Undated (AP) _ By PAUL ALEXANDER Associated Press Writer

MOGADISHU, Somalia (AP) - Everyone was tense as we pulled out of the compound Saturday afternoon at the rear of a three-vehicle convoy.

''There are looters out there,'' we'd been told. ''They have been waiting for you all morning.''

The open car in the middle carried a half-dozen gunmen providing an escort for two Associated Press journalists from the headquarters of faction leader Ali Mahdi Mohamed to the Green Line that splits Mogadishu in half.

It seemed enough protection. On these violent, largely unpatrolled streets, it wasn't.

A Jeep Cherokee, with three AP local Somali staff, was in the lead. It had nearly reached the first intersection when up to 10 men came running around the corner, shouting as they fired AK-47 assault rifles.

The Jeep, hit at least five times, swerved and sped off down the pitted street.

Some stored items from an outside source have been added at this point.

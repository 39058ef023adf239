//! Defines constants used throughout the UBZ to IWB conversion process.

// Package file names
pub const METADATA_FILE: &str = "metadata.rdf";
pub const CONTENT_FILE: &str = "content.xml";
pub const PAGE_PREFIX: &str = "page";
pub const PAGE_EXTENSION: &str = "svg";

// Source tag names
pub const TAG_DESCRIPTION: &str = "Description";
pub const TAG_SIZE: &str = "size";
pub const TAG_SVG: &str = "svg";
pub const TAG_GROUP_SECTION: &str = "group";

// Source attribute names (local names, prefixes stripped)
pub const ATTR_ABOUT: &str = "about";
pub const ATTR_DARK_BACKGROUND: &str = "dark-background";
pub const ATTR_CROSSED_BACKGROUND: &str = "crossed-background";
pub const ATTR_TYPE: &str = "type";
pub const ATTR_Z_VALUE: &str = "z-value";
pub const ATTR_UUID: &str = "uuid";
pub const ATTR_ID: &str = "id";
pub const ATTR_TRANSFORM: &str = "transform";
pub const ATTR_STYLE: &str = "style";

// Destination names
pub const IWB_ELEMENT: &str = "element";
pub const IWB_REF: &str = "ref";
pub const IWB_BACKGROUND: &str = "background";
pub const IWB_LOCKED: &str = "locked";
pub const XLINK_HREF: &str = "xlink:href";
pub const TRUE_VALUE: &str = "true";

// Namespaces and prefixes
pub const NS_IWB: &str = "http://www.becta.org.uk/iwb";
pub const NS_SVG: &str = "http://www.w3.org/2000/svg";
pub const NS_XLINK: &str = "http://www.w3.org/1999/xlink";
pub const NS_DC: &str = "http://purl.org/dc/elements/1.1/";
pub const NS_UB: &str = "http://uniboard.mnemis.com/document";

/// Known namespace prefixes used when writing metadata entries.
pub const KNOWN_PREFIXES: &[(&str, &str)] = &[
    (NS_DC, "dc"),
    (NS_UB, "ub"),
    (NS_IWB, "iwb"),
    (NS_SVG, "svg"),
    (NS_XLINK, "xlink"),
];

// Background defaults
pub const DARK_FILL: &str = "black";
pub const LIGHT_FILL: &str = "white";
pub const DARK_GRID_COLOR: &str = "white";
pub const LIGHT_GRID_COLOR: &str = "blue";
pub const DEFAULT_GRID_SPACING: u32 = 32;
pub const DEFAULT_GRID_LINE_WIDTH: u32 = 5;

// Extension used for re-rasterized vector images and widget previews
pub const RASTER_EXTENSION: &str = "png";
//! Provides utility functions for the IWB conversion process,
//! including number formatting, XML escaping and viewbox parsing.

use crate::models::geometry::ViewBox;

// --- Formatting ---

/// Formats a coordinate for an attribute value: at most four decimals,
/// trailing zeros trimmed, negative zero written as `0`.
pub fn format_number(value: f64) -> String {
    let rounded = (value * 10_000.0).round() / 10_000.0;
    if rounded == 0.0 || !rounded.is_finite() {
        return "0".to_string();
    }
    let text = format!("{:.4}", rounded);
    let text = text.trim_end_matches('0').trim_end_matches('.');
    text.to_string()
}

/// Escapes special XML characters for text content.
pub fn escape_xml_text(text: &str) -> String {
    text.replace('&', "&amp;")
        .replace('<', "&lt;")
        .replace('>', "&gt;")
}

/// Escapes special XML characters for a double-quoted attribute value.
pub fn escape_xml_attribute(value: &str) -> String {
    escape_xml_text(value)
        .replace('"', "&quot;")
        .replace('\n', "&#10;")
}

// --- Parsing ---

/// Parses the document size from the description section.
///
/// Accepts `WxH` (origin at zero) or `x y w h`. Width and height must be
/// non-zero numbers.
pub fn parse_view_box(text: &str) -> Option<ViewBox> {
    let text = text.trim();
    let parts: Vec<&str> = text.split('x').collect();
    let (x, y, width, height) = if parts.len() == 2 {
        (0.0, 0.0, parts[0], parts[1])
    } else {
        let parts: Vec<&str> = text.split_whitespace().collect();
        if parts.len() != 4 {
            return None;
        }
        (
            parts[0].parse::<f64>().ok()?,
            parts[1].parse::<f64>().ok()?,
            parts[2],
            parts[3],
        )
    };
    let width = width.trim().parse::<f64>().ok()?;
    let height = height.trim().parse::<f64>().ok()?;
    if !(width.is_finite() && height.is_finite() && width > 0.0 && height > 0.0) {
        return None;
    }
    Some(ViewBox {
        x,
        y,
        width,
        height,
    })
}

/// Formats a viewbox as the IWB `viewbox` attribute (`x y w h`).
pub fn format_view_box(view_box: &ViewBox) -> String {
    format!(
        "{} {} {} {}",
        format_number(view_box.x),
        format_number(view_box.y),
        format_number(view_box.width),
        format_number(view_box.height)
    )
}

/// Reads a numeric attribute, treating a missing or unparsable value as 0.
pub fn parse_number(value: Option<&str>) -> f64 {
    value
        .and_then(|v| v.trim().parse::<f64>().ok())
        .filter(|v| v.is_finite())
        .unwrap_or(0.0)
}

/// Lower-cased extension of a reference path (`images/a.PNG` → `png`).
pub fn reference_extension(reference: &str) -> Option<String> {
    let file_name = reference.rsplit(['/', '\\']).next()?;
    let (stem, extension) = file_name.rsplit_once('.')?;
    if stem.is_empty() || extension.is_empty() {
        return None;
    }
    Some(extension.to_ascii_lowercase())
}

Our Range Rover, which also had three local staff, quickly backed up and roared back into the compound as the carload of escort gunmen apparently chased off the attackers.

As the escort urged us to hurry before the gunmen could return, we pulled out again and accelerated as fast as possible, hunched low in the seats as we passed the intersection. There were no more shots.

Back at the hotel where most journalists stay, the Jeep was nowhere to be found. Nervous minutes later, it arrived. Miraculously, no one was injured, although one bullet tore a hole in the shirt of translator Osman Mahamud Mohamed, 28, who hadn't noticed because he had been firing off a few rounds of his own at the time.

We were lucky. Too often, clashes in Mogadishu end in injury or death these days. With soldiers only patrolling near their compounds, bandits openly carry weapons on the streets, just as they did before a U.S. multinational force arrived and cleaned things up a bit.

Only five months ago, the biggest threats were pickpockets and thieves, along with an occasional carjacking.

Much of the country has improved greatly, but Mogadishu has proved to be the Achilles heel for the United Nations, which took over control of the operation May 4.

North Mogadishu has been free from the clashes between U.N. forces and militiamen loyal to warlord Gen. Mohamed Farrah Aidid that have plagued the southern part of the capital.

But Ali Mahdi's sector also has seen a deterioration in security as patrols have been severely curtailed in the wake on the attacks on U.N. forces by Aidid.

It was unknown whether Saturday's incident was an attempted robbery, carjacking, clan dispute or deliberate attack on two Westerners.